Die japanische Hauptstadt hat mehrere S-Bahnen und zwei U-Bahn-Betriebsgesellschaften. Die größere, die 1927 gegründete Tokyo Metro, ist seit Jahren eine Geldquelle für ihre öffentlichen Eigner, denn die neun Linien mit einer Länge von 195 Kilometern reichen weit in die Kantō-Region hinein, wo auf nur 32.424 Quadratkilometern – der NRW-Fläche – 43,6 Millionen Bürger leben. Während anderswo der ÖPNV subventioniert wird, spülte er dort etwa 74 Millionen Euro in die Kassen. Jetzt soll diese Goldgrube versilbert werden. Die Hälfte der Anteile soll an der Börse zwei Milliarden Euro einbringen. Den Rest werden sich das Finanzministerium und die Stadt Tokio teilen.
Mit einer Bewertung von umgerechnet 4,3 Milliarden Euro wäre es der größte japanische Börsengang seit sechs Jahren, aber klein im Vergleich zum Aktiendebüt von Birkenstock (7,5 Milliarden) oder dem Chiphersteller ARM (54 Milliarden).
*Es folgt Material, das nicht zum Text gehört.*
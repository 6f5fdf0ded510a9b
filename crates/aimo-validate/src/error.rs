//! Errors raised while validating an emitted Evidence Bundle.

use thiserror::Error;

#[derive(Debug, Error)]
pub enum ValidateError {
    #[error("failed to read bundle file {path}: {source}")]
    Read { path: String, source: std::io::Error },
    #[error("failed to parse bundle file {path} as JSON: {source}")]
    Parse { path: String, source: serde_json::Error },
    #[error(transparent)]
    Schema(#[from] aimo_standard::schemas::SchemaLoadError),
}
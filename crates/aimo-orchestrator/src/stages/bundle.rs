//! Bundle emission + validation, run after stage 5's KPI block is built
//! (`spec.md` §4.9, §4.10, flow: "... then C9 which consults C1 and C10").

use aimo_bundle::{emit_bundle, BundleRequest, ExtractionParameters};
use aimo_core::jcs::to_canonical_string;
use aimo_persistence::PersistenceGateway;
use aimo_standard::ResolvedStandard;
use aimo_validate::validate_bundle;
use anyhow::{Context, Result};
use camino::Utf8Path;
use chrono::{DateTime, Utc};

pub struct BundleStageOutput {
    pub bundle_path: String,
    pub validation_passed: bool,
}

/// Emits the Evidence Bundle for `run_id`, then validates it and writes
/// `validation_result.json` as the last file in the bundle directory. A
/// failed validation does not delete the bundle — it's left on disk for
/// inspection — but the caller must mark the run `failed` per `spec.md` §7.
#[allow(clippy::too_many_arguments)]
pub fn run(
    gateway: &PersistenceGateway,
    standard: &ResolvedStandard,
    run_id: &str,
    vendor: &str,
    output_dir: &Utf8Path,
    extraction_parameters: ExtractionParameters,
    input_row_count: u64,
    run_started_at: DateTime<Utc>,
    run_finished_at: DateTime<Utc>,
    engine_spec_version: &str,
) -> Result<BundleStageOutput> {
    let generated_at = run_finished_at;
    let req = BundleRequest {
        run_id,
        vendor,
        extraction_parameters,
        input_row_count,
        run_started_at,
        run_finished_at,
        engine_spec_version,
    };

    let output = emit_bundle(gateway, standard, &req, output_dir, generated_at).context("emitting evidence bundle")?;

    let result = validate_bundle(&output.bundle_dir, standard, Utc::now()).context("validating evidence bundle")?;
    let validation_json = to_canonical_string(&result).context("serializing validation_result.json")?;
    aimo_core::atomic_write::write_text_atomic(&output.bundle_dir.join("validation_result.json"), &validation_json).context("writing validation_result.json")?;

    if !result.passed {
        tracing::warn!(run_id = %run_id, error_count = result.error_count, "bundle validation failed");
    }

    Ok(BundleStageOutput { bundle_path: output.bundle_dir.to_string(), validation_passed: result.passed })
}
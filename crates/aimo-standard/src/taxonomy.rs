//! Loads and validates the 8-dimension taxonomy dictionary from Standard
//! artifacts. The English dictionary is the authoritative source of valid
//! codes; only `status = active` rows are loaded.

use aimo_core::model::Dimension;
use camino::{Utf8Path, Utf8PathBuf};
use serde::Deserialize;
use std::collections::HashMap;
use thiserror::Error;

#[derive(Debug, Clone, Deserialize)]
struct TaxonomyRow {
    code: String,
    dimension: String,
    dimension_name: String,
    label: String,
    definition: String,
    status: String,
    introduced_in: String,
    #[serde(default)]
    scope_notes: String,
    #[serde(default)]
    examples: String,
}

#[derive(Debug, Clone)]
pub struct TaxonomyCode {
    pub code: String,
    pub dimension: String,
    pub dimension_name: String,
    pub label: String,
    pub definition: String,
    pub status: String,
    pub introduced_in: String,
    pub scope_notes: String,
    pub examples: Vec<String>,
}

#[derive(Debug, Error)]
pub enum TaxonomyLoadError {
    #[error("taxonomy dictionary (English) not found under {0}")]
    DictionaryNotFound(Utf8PathBuf),
    #[error("failed to read taxonomy dictionary: {0}")]
    Io(#[from] std::io::Error),
    #[error("failed to parse taxonomy dictionary: {0}")]
    Csv(#[from] csv::Error),
}

#[derive(Clone, Default)]
pub struct TaxonomyDictionary {
    codes_by_dimension: HashMap<Dimension, Vec<TaxonomyCode>>,
    all_codes: HashMap<String, TaxonomyCode>,
}

impl TaxonomyDictionary {
    /// Locates `artifacts/taxonomy/current/en/taxonomy_dictionary.csv` under
    /// an already-synced cache directory and loads active codes from it.
    pub fn load(artifacts_dir: &Utf8Path) -> Result<Self, TaxonomyLoadError> {
        let csv_path = find_taxonomy_csv(artifacts_dir)?;
        let mut reader = csv::Reader::from_path(&csv_path)?;

        let mut codes_by_dimension: HashMap<Dimension, Vec<TaxonomyCode>> = HashMap::new();
        let mut all_codes = HashMap::new();

        for record in reader.deserialize::<TaxonomyRow>() {
            let row = record?;
            if row.status != "active" {
                continue;
            }
            let Some(dim) = dimension_from_prefix(&row.dimension) else {
                continue;
            };
            let code = TaxonomyCode {
                code: row.code.clone(),
                dimension: row.dimension,
                dimension_name: row.dimension_name,
                label: row.label,
                definition: row.definition,
                status: row.status,
                introduced_in: row.introduced_in,
                scope_notes: row.scope_notes,
                examples: row.examples.split('|').map(str::trim).filter(|s| !s.is_empty()).map(String::from).collect(),
            };
            codes_by_dimension.entry(dim).or_default().push(code.clone());
            all_codes.insert(row.code, code);
        }

        Ok(TaxonomyDictionary { codes_by_dimension, all_codes })
    }

    #[must_use]
    pub fn allowed_codes(&self, dimension: Dimension) -> Vec<&str> {
        self.codes_by_dimension.get(&dimension).map(|v| v.iter().map(|c| c.code.as_str()).collect()).unwrap_or_default()
    }

    #[must_use]
    pub fn code_info(&self, code: &str) -> Option<&TaxonomyCode> {
        self.all_codes.get(code)
    }

    #[must_use]
    pub fn is_known_code(&self, code: &str) -> bool {
        self.all_codes.contains_key(code)
    }

    #[must_use]
    pub fn total_codes(&self) -> usize {
        self.all_codes.len()
    }
}

fn dimension_from_prefix(prefix: &str) -> Option<Dimension> {
    Dimension::all().into_iter().find(|d| d.as_prefix() == prefix)
}

fn find_taxonomy_csv(artifacts_dir: &Utf8Path) -> Result<Utf8PathBuf, TaxonomyLoadError> {
    let candidate = artifacts_dir.join("artifacts").join("taxonomy").join("current").join("en").join("taxonomy_dictionary.csv");
    if candidate.exists() {
        return Ok(candidate);
    }
    if let Some(found) = search_recursive(artifacts_dir) {
        return Ok(found);
    }
    Err(TaxonomyLoadError::DictionaryNotFound(artifacts_dir.to_path_buf()))
}

fn search_recursive(dir: &Utf8Path) -> Option<Utf8PathBuf> {
    let entries = std::fs::read_dir(dir).ok()?;
    for entry in entries.flatten() {
        let path = Utf8PathBuf::from_path_buf(entry.path()).ok()?;
        if path.is_dir() {
            if let Some(found) = search_recursive(&path) {
                return Some(found);
            }
        } else if path.file_name() == Some("taxonomy_dictionary.csv") && path.as_str().contains("/en/") {
            return Some(path);
        }
    }
    None
}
Nach 34 Jahren Börsenflaute hat Japan Nachholbedarf, denn erst im Februar 2024 erreichte der Nikkei-Index wieder seinen Höchststand vom Dezember 1989. Infrastruktur gilt als eine stabile Anlage und erfreut sich bei renditehungrigen Anlegern großer Beliebtheit – und das bei Projekten in aller Welt. Mauteinnahmen oder Mieten von Pipelines oder Häfen sind so stabil, daß Renditen durch die Emission von Anleihen vergrößert werden, die der Stabilität wegen Bestnoten durch Ratingagenturen bekommen.
Trotz spektakulärer Ausnahmen blieb auch zu Covid-Zeiten die Ausfallquote deutlich unter der anderer Bereiche. Dennoch gibt es Tücken: Behörden arbeiten gern mit optimistischen Prognosen oder manipulieren Zahlen. Eurotunnel-Anleger werden sich schmerzhaft daran erinnern. Die Privatisierung der Deutschen Bahn klappte nicht, und in der Schweiz ist mit der Jungfraubahn nur eine 9,3 Kilometer lange Zahnradstrecke für Touristen an der Börse. In China sind die U-Bahnen von Hongkong (MTR) und die Shanghai Shentong Metro börsennotiert, in Nordamerika fünf große Güterbahnen. Bis zur Übernahme durch Berkshire Hathaway von Warren Buffett war auch die BNSF Railway börsennotiert. Private Anleger finanzierten den Bau der Dieselschnellbahn Brightline zwischen Miami und Orlando; eine Verbindung von Las Vegas mit Los Angeles ist in Planung. In Japan sind bisher zwei Eisenbahnen an der Börse.
Die Neun-Millionen-Metropole Tokio ist die einzige japanische Stadt, für die kein Einwohnerrückgang vorhergesagt wird. Die Tokyo-Metro-Bruttomarge von 32 Prozent liegt auf Vor-Covid-Niveau und dürfte zu halten sein. Netto lag die Gewinnmarge mit zwölf noch etwas unter den 14 bis 15 Prozent von vor 2020. Ob sie inflationsbedingt jetzt niedriger liegt oder ob Verbesserungspotential besteht, wird sich zeigen. Ebenso sollte die Dividende sicher sein, die auf japanisches Niveau von 3,6 Prozent prognostiziert wird. Das ist höher als bei anderen japanischen Bahngesellschaften, die um die zwei Prozent rentieren, und auch höher als die in der Vergangenheit an die öffentlichen Eigner gezahlten Werte.
Das legt den Verdacht nahe, daß Ausschüttungen zu hoch angesetzt werden, um eine hohe Bewertung zu erreichen. Analysten stufen Tokyo Metro als günstig bewertet ein. Doch es bleibt die Frage: Ist die Tokyo Metro ein neuer „Eurotunnel“, der die Prognosen nicht erfüllen kann? Aber selbst dann wären die Kurswirkungen begrenzt – außer es gibt wie 1923 wieder ein großes Kantō-Erdbeben, das auch an der U-Bahn nicht spurlos vorübergehen dürfte.